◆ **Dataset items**
=== Section Start ===

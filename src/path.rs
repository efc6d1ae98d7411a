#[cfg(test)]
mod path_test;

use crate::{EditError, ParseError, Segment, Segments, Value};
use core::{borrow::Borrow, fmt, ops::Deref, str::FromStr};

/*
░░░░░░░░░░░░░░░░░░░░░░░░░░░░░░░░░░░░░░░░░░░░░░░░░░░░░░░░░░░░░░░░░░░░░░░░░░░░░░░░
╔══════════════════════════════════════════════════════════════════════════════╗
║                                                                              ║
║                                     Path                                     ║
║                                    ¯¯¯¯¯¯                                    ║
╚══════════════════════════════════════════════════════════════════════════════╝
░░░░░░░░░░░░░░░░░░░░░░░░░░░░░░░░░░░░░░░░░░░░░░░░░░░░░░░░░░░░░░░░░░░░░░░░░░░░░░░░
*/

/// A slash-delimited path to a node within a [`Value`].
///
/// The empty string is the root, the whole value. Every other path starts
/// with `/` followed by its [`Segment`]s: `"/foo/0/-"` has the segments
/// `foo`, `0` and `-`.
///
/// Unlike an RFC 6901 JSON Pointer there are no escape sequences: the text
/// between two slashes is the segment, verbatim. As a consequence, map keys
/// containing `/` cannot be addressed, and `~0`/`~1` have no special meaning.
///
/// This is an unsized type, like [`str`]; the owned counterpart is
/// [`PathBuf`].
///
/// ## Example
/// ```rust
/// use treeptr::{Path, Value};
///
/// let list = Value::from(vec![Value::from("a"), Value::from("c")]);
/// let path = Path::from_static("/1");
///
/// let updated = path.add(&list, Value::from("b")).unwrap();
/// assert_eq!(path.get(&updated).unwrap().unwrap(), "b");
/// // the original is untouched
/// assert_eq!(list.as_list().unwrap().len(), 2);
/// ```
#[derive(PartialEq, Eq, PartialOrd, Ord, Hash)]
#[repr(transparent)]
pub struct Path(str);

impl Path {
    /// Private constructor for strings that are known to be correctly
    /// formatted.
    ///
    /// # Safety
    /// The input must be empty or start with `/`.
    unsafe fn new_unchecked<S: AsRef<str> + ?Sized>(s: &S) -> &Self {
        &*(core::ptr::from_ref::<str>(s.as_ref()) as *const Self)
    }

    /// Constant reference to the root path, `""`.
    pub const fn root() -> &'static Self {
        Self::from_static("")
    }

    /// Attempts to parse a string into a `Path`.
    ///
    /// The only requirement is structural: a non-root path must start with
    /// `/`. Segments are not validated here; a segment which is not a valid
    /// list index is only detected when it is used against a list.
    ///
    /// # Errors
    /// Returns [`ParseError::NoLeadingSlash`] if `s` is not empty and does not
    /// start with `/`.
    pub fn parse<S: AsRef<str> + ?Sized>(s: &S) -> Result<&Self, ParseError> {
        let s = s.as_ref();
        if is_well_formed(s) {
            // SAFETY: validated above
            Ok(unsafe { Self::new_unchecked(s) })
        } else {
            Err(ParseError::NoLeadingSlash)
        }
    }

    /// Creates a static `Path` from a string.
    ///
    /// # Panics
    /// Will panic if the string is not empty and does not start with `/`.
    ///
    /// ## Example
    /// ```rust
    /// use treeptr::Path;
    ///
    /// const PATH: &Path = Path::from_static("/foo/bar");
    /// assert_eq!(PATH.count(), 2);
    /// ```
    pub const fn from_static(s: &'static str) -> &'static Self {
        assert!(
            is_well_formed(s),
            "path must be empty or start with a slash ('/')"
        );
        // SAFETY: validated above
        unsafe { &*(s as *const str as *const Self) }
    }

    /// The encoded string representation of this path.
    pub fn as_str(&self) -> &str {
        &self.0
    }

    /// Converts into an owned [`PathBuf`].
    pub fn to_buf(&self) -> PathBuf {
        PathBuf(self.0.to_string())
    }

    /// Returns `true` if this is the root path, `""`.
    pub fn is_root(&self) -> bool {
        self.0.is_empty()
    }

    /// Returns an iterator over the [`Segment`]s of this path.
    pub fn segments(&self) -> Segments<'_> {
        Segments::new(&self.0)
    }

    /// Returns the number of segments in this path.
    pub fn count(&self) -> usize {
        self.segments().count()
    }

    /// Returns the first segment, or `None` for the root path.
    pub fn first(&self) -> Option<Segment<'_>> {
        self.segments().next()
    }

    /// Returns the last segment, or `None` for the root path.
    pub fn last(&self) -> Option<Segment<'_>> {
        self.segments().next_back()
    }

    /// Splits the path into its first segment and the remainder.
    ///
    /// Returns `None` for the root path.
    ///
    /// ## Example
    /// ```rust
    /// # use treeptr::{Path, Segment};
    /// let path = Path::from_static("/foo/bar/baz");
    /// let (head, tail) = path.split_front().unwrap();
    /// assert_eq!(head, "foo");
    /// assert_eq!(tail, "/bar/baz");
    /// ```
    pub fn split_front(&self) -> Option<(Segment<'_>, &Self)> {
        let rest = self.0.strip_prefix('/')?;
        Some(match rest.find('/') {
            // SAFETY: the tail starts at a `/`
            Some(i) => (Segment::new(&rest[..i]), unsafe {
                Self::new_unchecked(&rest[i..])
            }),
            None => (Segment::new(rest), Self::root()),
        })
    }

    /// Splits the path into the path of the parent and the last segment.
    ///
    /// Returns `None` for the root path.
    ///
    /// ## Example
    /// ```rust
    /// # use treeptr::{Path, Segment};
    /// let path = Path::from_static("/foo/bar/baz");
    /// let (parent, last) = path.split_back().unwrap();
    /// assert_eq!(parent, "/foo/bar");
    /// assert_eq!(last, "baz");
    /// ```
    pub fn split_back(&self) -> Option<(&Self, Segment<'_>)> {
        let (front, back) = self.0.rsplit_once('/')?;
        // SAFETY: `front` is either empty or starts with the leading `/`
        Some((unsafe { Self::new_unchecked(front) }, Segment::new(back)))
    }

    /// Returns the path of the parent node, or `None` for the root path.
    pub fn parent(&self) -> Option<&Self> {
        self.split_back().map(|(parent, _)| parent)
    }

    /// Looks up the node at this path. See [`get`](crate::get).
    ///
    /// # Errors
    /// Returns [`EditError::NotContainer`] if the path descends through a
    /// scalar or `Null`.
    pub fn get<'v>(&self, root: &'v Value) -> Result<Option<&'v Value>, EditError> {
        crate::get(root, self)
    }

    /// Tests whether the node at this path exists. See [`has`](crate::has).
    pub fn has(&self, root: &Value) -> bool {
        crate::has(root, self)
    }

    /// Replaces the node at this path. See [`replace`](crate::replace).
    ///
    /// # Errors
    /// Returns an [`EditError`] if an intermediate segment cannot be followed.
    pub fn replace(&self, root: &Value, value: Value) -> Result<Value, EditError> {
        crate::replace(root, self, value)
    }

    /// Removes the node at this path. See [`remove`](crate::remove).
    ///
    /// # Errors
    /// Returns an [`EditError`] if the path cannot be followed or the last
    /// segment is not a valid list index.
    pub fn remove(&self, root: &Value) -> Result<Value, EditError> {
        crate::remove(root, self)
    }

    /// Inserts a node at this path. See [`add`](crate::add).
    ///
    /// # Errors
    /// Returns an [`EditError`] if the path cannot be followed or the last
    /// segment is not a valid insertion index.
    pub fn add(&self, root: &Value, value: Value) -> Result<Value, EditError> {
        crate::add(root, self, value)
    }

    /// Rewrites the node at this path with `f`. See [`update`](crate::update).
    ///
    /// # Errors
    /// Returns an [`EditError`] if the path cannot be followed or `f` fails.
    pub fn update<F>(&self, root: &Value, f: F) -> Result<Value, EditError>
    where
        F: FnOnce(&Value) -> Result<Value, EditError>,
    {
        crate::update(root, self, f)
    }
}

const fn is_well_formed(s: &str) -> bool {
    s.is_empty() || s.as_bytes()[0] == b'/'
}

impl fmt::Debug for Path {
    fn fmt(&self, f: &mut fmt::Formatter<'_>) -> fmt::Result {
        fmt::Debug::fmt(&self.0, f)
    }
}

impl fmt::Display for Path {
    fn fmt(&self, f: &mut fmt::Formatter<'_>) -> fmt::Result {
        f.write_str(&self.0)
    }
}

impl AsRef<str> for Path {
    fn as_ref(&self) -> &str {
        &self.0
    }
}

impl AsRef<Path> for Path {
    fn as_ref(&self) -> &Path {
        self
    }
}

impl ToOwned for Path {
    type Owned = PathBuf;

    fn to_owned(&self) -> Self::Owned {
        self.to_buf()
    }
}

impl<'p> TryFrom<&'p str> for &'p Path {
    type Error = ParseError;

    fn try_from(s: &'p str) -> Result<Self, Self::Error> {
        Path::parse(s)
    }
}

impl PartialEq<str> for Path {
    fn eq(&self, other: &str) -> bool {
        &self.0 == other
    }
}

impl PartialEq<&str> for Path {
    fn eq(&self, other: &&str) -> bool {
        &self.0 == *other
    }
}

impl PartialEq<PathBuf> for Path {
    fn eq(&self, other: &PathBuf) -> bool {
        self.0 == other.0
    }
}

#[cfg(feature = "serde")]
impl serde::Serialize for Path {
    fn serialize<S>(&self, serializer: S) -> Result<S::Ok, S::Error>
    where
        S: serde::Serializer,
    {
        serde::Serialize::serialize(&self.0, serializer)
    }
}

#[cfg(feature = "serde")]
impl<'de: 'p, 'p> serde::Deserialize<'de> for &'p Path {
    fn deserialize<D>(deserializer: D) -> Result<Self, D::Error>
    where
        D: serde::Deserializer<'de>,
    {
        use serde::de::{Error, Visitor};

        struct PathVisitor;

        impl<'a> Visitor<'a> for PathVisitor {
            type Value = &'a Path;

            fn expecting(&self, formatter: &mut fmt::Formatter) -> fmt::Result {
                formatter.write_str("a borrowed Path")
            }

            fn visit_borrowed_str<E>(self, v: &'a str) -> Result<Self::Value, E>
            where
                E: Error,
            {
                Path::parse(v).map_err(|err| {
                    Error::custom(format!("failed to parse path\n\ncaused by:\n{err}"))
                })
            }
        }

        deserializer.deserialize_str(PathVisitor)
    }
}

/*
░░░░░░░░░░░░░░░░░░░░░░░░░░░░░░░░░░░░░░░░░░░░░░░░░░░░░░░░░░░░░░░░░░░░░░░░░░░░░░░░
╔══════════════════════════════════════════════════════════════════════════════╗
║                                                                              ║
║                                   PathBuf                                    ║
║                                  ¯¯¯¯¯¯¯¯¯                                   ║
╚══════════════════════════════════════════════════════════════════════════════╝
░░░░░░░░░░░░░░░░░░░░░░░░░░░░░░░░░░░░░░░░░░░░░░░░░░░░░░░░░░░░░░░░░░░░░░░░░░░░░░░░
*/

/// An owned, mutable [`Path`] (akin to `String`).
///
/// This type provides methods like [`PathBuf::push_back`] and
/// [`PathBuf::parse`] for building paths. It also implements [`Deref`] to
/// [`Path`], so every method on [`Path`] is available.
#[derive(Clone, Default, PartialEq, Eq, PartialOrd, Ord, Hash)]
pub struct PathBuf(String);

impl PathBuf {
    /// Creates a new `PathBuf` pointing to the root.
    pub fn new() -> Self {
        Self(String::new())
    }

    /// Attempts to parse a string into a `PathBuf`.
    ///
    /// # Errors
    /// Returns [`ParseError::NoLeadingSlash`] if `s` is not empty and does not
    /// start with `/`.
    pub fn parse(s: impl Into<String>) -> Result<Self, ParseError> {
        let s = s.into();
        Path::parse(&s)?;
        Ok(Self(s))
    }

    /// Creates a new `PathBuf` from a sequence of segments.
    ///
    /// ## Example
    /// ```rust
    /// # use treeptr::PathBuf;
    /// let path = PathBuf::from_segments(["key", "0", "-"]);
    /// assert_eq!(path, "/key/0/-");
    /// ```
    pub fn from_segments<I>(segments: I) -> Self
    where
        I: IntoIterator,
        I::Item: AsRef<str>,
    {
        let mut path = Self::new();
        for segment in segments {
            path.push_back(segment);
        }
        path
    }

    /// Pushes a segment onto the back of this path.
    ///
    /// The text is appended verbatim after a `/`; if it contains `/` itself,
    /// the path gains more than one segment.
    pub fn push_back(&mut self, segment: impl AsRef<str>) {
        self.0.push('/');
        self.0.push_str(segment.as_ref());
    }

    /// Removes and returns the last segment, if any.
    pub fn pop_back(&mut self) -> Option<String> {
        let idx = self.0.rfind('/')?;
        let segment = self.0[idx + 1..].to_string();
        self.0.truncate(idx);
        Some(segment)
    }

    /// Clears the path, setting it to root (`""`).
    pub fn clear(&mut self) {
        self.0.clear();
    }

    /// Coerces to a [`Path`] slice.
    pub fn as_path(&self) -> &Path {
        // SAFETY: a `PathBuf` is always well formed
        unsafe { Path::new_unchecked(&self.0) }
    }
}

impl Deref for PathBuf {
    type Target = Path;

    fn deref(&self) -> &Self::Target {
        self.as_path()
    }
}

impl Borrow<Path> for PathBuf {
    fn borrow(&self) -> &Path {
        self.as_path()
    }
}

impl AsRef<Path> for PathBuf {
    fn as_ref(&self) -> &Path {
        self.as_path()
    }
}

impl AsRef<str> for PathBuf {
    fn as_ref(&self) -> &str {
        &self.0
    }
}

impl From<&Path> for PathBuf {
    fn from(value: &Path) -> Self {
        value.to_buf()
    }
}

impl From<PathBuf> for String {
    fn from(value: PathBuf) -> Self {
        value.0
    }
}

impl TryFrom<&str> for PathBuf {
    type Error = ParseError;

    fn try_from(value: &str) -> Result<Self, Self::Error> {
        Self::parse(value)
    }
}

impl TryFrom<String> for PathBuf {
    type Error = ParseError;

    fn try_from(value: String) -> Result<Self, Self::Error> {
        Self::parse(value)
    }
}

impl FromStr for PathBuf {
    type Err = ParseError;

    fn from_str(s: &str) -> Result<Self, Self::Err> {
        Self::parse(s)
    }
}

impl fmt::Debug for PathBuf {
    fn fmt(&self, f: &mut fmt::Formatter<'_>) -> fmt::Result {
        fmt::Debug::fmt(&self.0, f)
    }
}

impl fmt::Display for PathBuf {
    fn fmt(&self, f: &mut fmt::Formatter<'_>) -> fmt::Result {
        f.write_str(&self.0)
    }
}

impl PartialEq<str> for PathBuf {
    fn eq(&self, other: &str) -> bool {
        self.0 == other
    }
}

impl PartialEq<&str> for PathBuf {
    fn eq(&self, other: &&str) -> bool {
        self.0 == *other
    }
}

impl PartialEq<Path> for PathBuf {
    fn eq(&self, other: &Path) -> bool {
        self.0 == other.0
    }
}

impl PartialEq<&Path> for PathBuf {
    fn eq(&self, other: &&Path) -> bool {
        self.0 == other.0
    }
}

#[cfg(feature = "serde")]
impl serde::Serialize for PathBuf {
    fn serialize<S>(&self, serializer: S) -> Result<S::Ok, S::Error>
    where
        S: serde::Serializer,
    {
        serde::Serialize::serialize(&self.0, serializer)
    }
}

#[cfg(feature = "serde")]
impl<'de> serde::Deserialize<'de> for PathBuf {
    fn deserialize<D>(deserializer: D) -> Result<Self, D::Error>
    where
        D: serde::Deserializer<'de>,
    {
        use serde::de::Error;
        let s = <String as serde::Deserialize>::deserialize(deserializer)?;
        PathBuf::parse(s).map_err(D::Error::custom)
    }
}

=== Section End ===
=== Section Start ===

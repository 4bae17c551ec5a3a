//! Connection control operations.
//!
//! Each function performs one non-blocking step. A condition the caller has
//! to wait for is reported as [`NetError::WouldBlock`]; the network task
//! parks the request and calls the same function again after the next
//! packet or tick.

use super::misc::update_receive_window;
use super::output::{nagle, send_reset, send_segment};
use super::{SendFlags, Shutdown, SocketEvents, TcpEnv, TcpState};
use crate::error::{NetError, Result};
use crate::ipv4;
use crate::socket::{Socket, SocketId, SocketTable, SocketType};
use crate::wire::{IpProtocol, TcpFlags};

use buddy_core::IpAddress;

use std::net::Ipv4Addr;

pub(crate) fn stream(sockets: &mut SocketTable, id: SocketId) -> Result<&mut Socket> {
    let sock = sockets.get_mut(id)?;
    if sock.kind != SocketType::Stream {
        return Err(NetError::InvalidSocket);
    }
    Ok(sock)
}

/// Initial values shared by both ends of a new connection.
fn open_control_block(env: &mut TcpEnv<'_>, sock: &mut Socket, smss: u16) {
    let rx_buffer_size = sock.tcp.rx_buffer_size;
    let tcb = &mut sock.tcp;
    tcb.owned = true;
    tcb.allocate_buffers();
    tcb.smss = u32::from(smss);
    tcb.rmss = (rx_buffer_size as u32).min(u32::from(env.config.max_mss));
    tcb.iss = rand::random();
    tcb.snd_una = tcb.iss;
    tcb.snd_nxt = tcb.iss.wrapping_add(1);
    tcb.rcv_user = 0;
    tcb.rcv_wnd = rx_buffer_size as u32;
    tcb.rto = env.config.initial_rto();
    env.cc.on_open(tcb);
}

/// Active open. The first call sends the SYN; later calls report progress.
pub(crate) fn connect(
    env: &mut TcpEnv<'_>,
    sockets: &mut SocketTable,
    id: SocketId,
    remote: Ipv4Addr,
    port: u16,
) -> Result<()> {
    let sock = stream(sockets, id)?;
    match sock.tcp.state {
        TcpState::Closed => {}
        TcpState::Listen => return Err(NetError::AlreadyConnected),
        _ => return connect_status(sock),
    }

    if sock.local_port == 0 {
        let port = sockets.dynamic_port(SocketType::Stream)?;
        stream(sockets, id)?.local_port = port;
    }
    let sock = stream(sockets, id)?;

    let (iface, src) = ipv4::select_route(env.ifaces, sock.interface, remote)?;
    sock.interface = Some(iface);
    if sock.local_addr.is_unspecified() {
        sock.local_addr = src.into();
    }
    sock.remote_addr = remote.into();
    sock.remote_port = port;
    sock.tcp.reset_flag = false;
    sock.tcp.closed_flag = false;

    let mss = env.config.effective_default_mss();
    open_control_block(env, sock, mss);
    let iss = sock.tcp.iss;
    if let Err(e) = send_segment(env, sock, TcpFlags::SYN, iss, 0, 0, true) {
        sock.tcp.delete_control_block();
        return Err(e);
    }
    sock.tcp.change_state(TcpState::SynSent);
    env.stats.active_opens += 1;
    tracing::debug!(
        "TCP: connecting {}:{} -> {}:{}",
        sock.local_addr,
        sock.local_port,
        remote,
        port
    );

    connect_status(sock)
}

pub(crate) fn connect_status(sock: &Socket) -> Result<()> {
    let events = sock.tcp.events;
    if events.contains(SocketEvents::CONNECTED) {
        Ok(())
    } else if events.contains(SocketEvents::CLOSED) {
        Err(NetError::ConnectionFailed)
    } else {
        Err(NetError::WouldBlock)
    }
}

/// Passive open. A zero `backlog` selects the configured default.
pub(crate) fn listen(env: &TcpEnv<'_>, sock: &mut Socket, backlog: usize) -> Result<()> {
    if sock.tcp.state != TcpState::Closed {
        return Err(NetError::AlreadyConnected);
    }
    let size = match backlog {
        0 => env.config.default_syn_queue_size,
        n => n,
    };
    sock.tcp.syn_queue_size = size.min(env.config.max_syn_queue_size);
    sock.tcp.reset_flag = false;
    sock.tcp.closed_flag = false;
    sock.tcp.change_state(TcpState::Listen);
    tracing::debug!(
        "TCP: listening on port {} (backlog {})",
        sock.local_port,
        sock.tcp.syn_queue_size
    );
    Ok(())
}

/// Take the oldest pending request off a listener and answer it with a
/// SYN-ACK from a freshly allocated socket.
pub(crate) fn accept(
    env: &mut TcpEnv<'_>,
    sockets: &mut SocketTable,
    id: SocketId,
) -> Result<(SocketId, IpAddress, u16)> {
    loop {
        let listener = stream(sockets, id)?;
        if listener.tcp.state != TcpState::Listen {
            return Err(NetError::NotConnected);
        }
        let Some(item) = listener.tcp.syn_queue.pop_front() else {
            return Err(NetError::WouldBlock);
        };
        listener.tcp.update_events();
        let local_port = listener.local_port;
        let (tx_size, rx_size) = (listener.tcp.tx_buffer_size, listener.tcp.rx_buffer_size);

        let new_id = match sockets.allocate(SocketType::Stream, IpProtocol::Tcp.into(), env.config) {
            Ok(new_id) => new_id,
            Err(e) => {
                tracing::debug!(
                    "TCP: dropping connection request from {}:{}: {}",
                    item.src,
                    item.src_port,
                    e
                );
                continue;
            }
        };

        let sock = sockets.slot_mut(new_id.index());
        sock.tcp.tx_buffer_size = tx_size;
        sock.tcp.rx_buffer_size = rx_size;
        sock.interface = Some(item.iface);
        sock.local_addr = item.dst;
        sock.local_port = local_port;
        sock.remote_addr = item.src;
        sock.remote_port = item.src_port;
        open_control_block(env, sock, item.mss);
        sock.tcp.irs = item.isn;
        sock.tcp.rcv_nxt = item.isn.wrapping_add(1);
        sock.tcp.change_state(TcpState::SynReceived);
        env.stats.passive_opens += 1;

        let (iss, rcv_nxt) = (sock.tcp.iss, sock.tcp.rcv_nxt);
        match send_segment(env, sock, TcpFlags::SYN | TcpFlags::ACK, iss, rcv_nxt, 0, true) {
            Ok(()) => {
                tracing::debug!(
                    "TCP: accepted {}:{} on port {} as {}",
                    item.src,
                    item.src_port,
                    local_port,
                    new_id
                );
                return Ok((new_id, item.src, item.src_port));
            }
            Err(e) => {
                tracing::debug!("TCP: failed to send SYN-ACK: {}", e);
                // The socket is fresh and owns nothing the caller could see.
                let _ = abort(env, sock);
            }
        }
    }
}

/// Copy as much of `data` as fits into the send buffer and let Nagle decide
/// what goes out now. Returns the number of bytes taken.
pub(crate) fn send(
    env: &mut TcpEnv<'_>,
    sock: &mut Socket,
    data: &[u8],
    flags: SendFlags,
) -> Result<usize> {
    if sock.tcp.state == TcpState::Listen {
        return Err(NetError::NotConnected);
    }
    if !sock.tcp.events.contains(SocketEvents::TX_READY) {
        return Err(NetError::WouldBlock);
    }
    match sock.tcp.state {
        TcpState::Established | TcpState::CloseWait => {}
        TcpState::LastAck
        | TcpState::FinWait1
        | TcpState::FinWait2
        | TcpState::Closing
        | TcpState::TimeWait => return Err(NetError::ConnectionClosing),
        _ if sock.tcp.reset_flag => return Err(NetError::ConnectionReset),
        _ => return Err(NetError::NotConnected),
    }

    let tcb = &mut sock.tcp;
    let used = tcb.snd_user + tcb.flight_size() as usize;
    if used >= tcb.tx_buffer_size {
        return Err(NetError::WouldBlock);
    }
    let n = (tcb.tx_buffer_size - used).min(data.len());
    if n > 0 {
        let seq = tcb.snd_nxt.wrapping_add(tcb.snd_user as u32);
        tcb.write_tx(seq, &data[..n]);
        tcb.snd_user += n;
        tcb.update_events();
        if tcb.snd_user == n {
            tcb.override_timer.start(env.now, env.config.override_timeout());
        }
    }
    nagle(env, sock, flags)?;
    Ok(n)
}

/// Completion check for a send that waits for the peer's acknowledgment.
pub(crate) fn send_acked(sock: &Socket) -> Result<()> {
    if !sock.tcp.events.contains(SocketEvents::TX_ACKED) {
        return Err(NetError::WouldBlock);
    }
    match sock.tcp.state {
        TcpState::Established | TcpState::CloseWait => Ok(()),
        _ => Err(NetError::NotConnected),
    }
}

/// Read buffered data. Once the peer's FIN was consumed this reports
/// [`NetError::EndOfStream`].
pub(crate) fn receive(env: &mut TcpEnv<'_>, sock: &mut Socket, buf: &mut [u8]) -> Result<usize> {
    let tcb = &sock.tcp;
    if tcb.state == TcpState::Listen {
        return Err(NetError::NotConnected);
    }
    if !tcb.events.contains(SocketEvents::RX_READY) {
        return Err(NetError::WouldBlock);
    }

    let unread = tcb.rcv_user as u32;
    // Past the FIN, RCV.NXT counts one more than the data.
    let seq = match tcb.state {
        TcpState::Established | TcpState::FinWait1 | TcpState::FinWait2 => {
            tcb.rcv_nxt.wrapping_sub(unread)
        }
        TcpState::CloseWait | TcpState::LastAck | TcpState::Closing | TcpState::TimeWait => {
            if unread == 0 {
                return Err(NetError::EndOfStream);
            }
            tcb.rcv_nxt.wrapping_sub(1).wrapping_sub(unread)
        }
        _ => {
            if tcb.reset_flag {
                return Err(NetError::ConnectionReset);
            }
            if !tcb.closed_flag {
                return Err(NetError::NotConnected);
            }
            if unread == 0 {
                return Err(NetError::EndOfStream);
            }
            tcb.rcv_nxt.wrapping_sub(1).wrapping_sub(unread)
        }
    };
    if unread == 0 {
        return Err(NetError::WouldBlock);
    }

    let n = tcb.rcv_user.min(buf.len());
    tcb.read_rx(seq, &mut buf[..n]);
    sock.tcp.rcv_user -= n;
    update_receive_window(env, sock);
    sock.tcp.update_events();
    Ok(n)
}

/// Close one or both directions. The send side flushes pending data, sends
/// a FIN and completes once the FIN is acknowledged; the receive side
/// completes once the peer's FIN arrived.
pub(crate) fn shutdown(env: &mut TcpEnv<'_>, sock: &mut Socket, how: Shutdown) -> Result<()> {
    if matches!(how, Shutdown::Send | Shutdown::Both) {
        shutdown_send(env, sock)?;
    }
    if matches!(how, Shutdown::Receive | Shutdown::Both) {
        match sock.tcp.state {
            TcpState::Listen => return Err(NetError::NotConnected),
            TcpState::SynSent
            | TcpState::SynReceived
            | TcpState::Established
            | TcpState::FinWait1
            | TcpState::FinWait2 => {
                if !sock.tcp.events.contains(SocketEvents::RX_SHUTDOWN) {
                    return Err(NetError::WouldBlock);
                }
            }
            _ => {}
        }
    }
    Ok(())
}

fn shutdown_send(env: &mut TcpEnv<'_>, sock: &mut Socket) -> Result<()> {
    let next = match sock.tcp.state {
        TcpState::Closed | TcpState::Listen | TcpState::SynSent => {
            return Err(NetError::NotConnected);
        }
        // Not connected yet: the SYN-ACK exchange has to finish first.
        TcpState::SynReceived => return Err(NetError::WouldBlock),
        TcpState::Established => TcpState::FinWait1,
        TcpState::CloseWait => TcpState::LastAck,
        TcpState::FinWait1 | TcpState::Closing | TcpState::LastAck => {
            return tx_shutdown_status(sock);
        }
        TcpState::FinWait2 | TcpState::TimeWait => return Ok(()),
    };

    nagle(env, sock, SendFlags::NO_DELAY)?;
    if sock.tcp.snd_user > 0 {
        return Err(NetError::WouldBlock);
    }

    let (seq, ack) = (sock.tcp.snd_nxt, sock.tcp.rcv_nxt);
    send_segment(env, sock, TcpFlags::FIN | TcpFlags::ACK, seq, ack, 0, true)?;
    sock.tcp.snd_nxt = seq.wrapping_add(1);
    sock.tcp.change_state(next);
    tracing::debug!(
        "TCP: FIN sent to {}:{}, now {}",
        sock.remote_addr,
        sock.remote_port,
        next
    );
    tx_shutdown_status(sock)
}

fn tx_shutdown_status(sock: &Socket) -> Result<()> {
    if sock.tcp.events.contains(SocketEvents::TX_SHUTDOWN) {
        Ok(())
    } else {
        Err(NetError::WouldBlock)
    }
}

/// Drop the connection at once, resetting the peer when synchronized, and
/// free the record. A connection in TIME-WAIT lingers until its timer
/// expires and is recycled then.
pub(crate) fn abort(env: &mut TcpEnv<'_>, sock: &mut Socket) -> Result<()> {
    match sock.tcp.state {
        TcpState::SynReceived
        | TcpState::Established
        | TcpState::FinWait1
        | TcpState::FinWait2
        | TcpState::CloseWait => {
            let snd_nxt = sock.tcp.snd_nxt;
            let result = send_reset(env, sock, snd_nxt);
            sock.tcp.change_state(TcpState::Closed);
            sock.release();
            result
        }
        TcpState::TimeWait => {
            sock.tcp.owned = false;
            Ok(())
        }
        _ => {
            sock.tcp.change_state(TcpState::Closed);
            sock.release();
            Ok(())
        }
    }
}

=== Section End ===

◆ **Your goal**
What is needed is an exact copy of the lines above, from the one containing "mod path_test;" through the one containing "sequences: the text", with nothing added.

◆ **Exercise solution**
mod path_test;

use crate::{EditError, ParseError, Segment, Segments, Value};
use core::{borrow::Borrow, fmt, ops::Deref, str::FromStr};

/*
░░░░░░░░░░░░░░░░░░░░░░░░░░░░░░░░░░░░░░░░░░░░░░░░░░░░░░░░░░░░░░░░░░░░░░░░░░░░░░░░
╔══════════════════════════════════════════════════════════════════════════════╗
║                                                                              ║
║                                     Path                                     ║
║                                    ¯¯¯¯¯¯                                    ║
╚══════════════════════════════════════════════════════════════════════════════╝
░░░░░░░░░░░░░░░░░░░░░░░░░░░░░░░░░░░░░░░░░░░░░░░░░░░░░░░░░░░░░░░░░░░░░░░░░░░░░░░░
*/

/// A slash-delimited path to a node within a [`Value`].
///
/// The empty string is the root, the whole value. Every other path starts
/// with `/` followed by its [`Segment`]s: `"/foo/0/-"` has the segments
/// `foo`, `0` and `-`.
///
/// Unlike an RFC 6901 JSON Pointer there are no escape sequences: the text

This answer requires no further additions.